Kontrolle ist ein Pflichtwerkzeug. Über einen Denkzettel, der hoffentlich mehr Kooperation bringt

Von Carina Fenz. Erstellt am 02. Oktober 2019 (03:43)

Im Oberwarter Gemeinderat kracht es gewaltig. SPÖ, FPÖ und Grüne zogen in der vergangenen Sitzung aus dem Gemeinderat aus und ließen damit die Sitzung platzen. Als Grund geben die Fraktionen an, dass immer wieder Unterlagen fehlen oder nicht rechtzeitig bereit gestellt würden. „Macht braucht Kontrolle und die politische Ohnmacht des Oberwarter Bürgermeisters erst recht“, sind sich die Oppositionsfraktionen einig und greifen Rosner damit erstmals seit seinem Amtsantritt an.
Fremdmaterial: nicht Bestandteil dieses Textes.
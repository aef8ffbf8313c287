// ==========================================
// 整车配置规划 - 概率推导 API
// ==========================================
// 职责: 概率推导、输入检查/归一、场景保存、依赖规则维护
// 说明: 引擎参数每次调用从配置表读取,修改即时生效
// ==========================================

use std::collections::BTreeMap;
use std::sync::Arc;

use tracing::info;
use uuid::Uuid;

use crate::api::error::{ApiError, ApiResult};
use crate::api::validator::InputValidator;
use crate::config::ConfigManager;
use crate::domain::derivation::{ClassProbabilities, DerivationResult, ProbabilityCheck, ProbabilityMap};
use crate::domain::rule::DependencyRule;
use crate::domain::version::ProbabilityScenario;
use crate::engine::{validate_dependency_rules, ProbabilityEngine};
use crate::repository::{
    DependencyRuleFilter, DependencyRuleRepository, ProbabilityScenarioRepository, SnapshotProvider,
};

// ==========================================
// ProbabilityApi - 概率推导 API
// ==========================================
pub struct ProbabilityApi {
    snapshots: Arc<dyn SnapshotProvider>,
    config_manager: Arc<ConfigManager>,
    scenario_repo: Arc<ProbabilityScenarioRepository>,
    dependency_repo: Arc<DependencyRuleRepository>,
}

impl ProbabilityApi {
    pub fn new(
        snapshots: Arc<dyn SnapshotProvider>,
        config_manager: Arc<ConfigManager>,
        scenario_repo: Arc<ProbabilityScenarioRepository>,
        dependency_repo: Arc<DependencyRuleRepository>,
    ) -> Self {
        Self {
            snapshots,
            config_manager,
            scenario_repo,
            dependency_repo,
        }
    }

    fn engine(&self) -> ApiResult<ProbabilityEngine> {
        Ok(ProbabilityEngine::new(self.config_manager.get_engine_config()?))
    }

    // ==========================================
    // 推导
    // ==========================================

    /// 推导依赖类/区域类概率与产量
    ///
    /// # 参数
    /// - product_id: 产品ID (None 表示不按产品过滤)
    /// - inputs: 独立类输入概率 (每个值须在 [0, 1] 内)
    /// - region_id: 区域ID 或 "ALL"
    pub fn derive_probabilities(
        &self,
        product_id: Option<&str>,
        inputs: &ClassProbabilities,
        region_id: &str,
    ) -> ApiResult<DerivationResult> {
        InputValidator::validate_region(region_id)?;
        InputValidator::validate_inputs(inputs)?;
        info!(product_id = ?product_id, region_id, "概率推导");

        let snapshot = self.snapshots.load_snapshot(product_id)?;
        Ok(self.engine()?.derive_snapshot(inputs, region_id, &snapshot)?)
    }

    /// 缺省输入 (各特征值 baseProbability)
    pub fn default_inputs(&self, product_id: Option<&str>) -> ApiResult<ClassProbabilities> {
        let snapshot = self.snapshots.load_snapshot(product_id)?;
        Ok(ProbabilityEngine::default_inputs(&snapshot.catalog))
    }

    /// 输入合计检查 (|sum - 1| < input_sum_tolerance)
    pub fn check_inputs(&self, inputs: &ClassProbabilities) -> ApiResult<BTreeMap<String, ProbabilityCheck>> {
        InputValidator::validate_inputs(inputs)?;
        Ok(self.engine()?.check_inputs(inputs))
    }

    pub fn normalize(&self, class_id: &str, probs: &ProbabilityMap) -> ApiResult<ProbabilityMap> {
        for (char_id, p) in probs {
            InputValidator::validate_probability(&format!("{}.{}", class_id, char_id), *p)?;
        }
        Ok(self.engine()?.normalize(class_id, probs))
    }

    // ==========================================
    // 场景
    // ==========================================

    pub fn save_scenario(
        &self,
        name: &str,
        product_id: Option<&str>,
        region_id: &str,
        inputs: &ClassProbabilities,
    ) -> ApiResult<ProbabilityScenario> {
        if name.trim().is_empty() {
            return Err(ApiError::InvalidInput("场景名称不能为空".to_string()));
        }
        InputValidator::validate_region(region_id)?;
        InputValidator::validate_inputs(inputs)?;

        let scenario = self.scenario_repo.save(name, product_id, region_id, inputs)?;
        info!(scenario_id = %scenario.id, "概率场景已保存");
        Ok(scenario)
    }

    pub fn list_scenarios(&self) -> ApiResult<Vec<ProbabilityScenario>> {
        Ok(self.scenario_repo.list()?)
    }

    pub fn delete_scenario(&self, id: &str) -> ApiResult<()> {
        Ok(self.scenario_repo.delete(id)?)
    }

    // ==========================================
    // 依赖规则维护
    // ==========================================

    pub fn list_dependency_rules(&self, filter: &DependencyRuleFilter) -> ApiResult<Vec<DependencyRule>> {
        Ok(self.dependency_repo.list(filter)?)
    }

    /// 新增依赖规则 (id 为空时分配 uuid;追加在应用顺序末尾)
    pub fn create_dependency_rule(&self, mut rule: DependencyRule) -> ApiResult<DependencyRule> {
        if rule.id.trim().is_empty() {
            rule.id = Uuid::new_v4().to_string();
        }
        InputValidator::validate_dependency_rule(&rule)?;
        validate_dependency_rules(std::slice::from_ref(&rule))?;

        self.dependency_repo.insert(&rule)?;
        info!(rule_id = %rule.id, "依赖规则已创建");
        Ok(rule)
    }

    pub fn update_dependency_rule(&self, rule: &DependencyRule) -> ApiResult<()> {
        InputValidator::validate_dependency_rule(rule)?;
        validate_dependency_rules(std::slice::from_ref(rule))?;
        Ok(self.dependency_repo.update(rule)?)
    }

    pub fn delete_dependency_rule(&self, id: &str) -> ApiResult<()> {
        Ok(self.dependency_repo.delete(id)?)
    }
}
Dabei sprechen sie vom Machtrausch des „türkisen“ Ortschefs und einer „Überrumpelungstaktik“ einer absoluten ÖVP-Mehrheit. Für die künftige Zusammenarbeit ist das ein Denkzettel, den sich Rosner zu Herzen nehmen sollte, denn demokratische Kontrolle ist ein Pflichtwerkzeug der Opposition, die immerhin auch im Wählerauftrag handelt. Andererseits haben SPÖ, FPÖ und Grüne mit dem Platzen der Sitzung wichtige Beschlüsse nach hinten verschoben und damit auch für Stillstand gesorgt.

Für die Bürger zählt aber nur eines und das ist neben Stabilität und Transparenz, das Gemeinsame vor das Trennende zu stellen. Gerade in Zeiten, wo die Politikverdrossenheit immer größer wird, wäre Kooperation das bessere Werkzeug.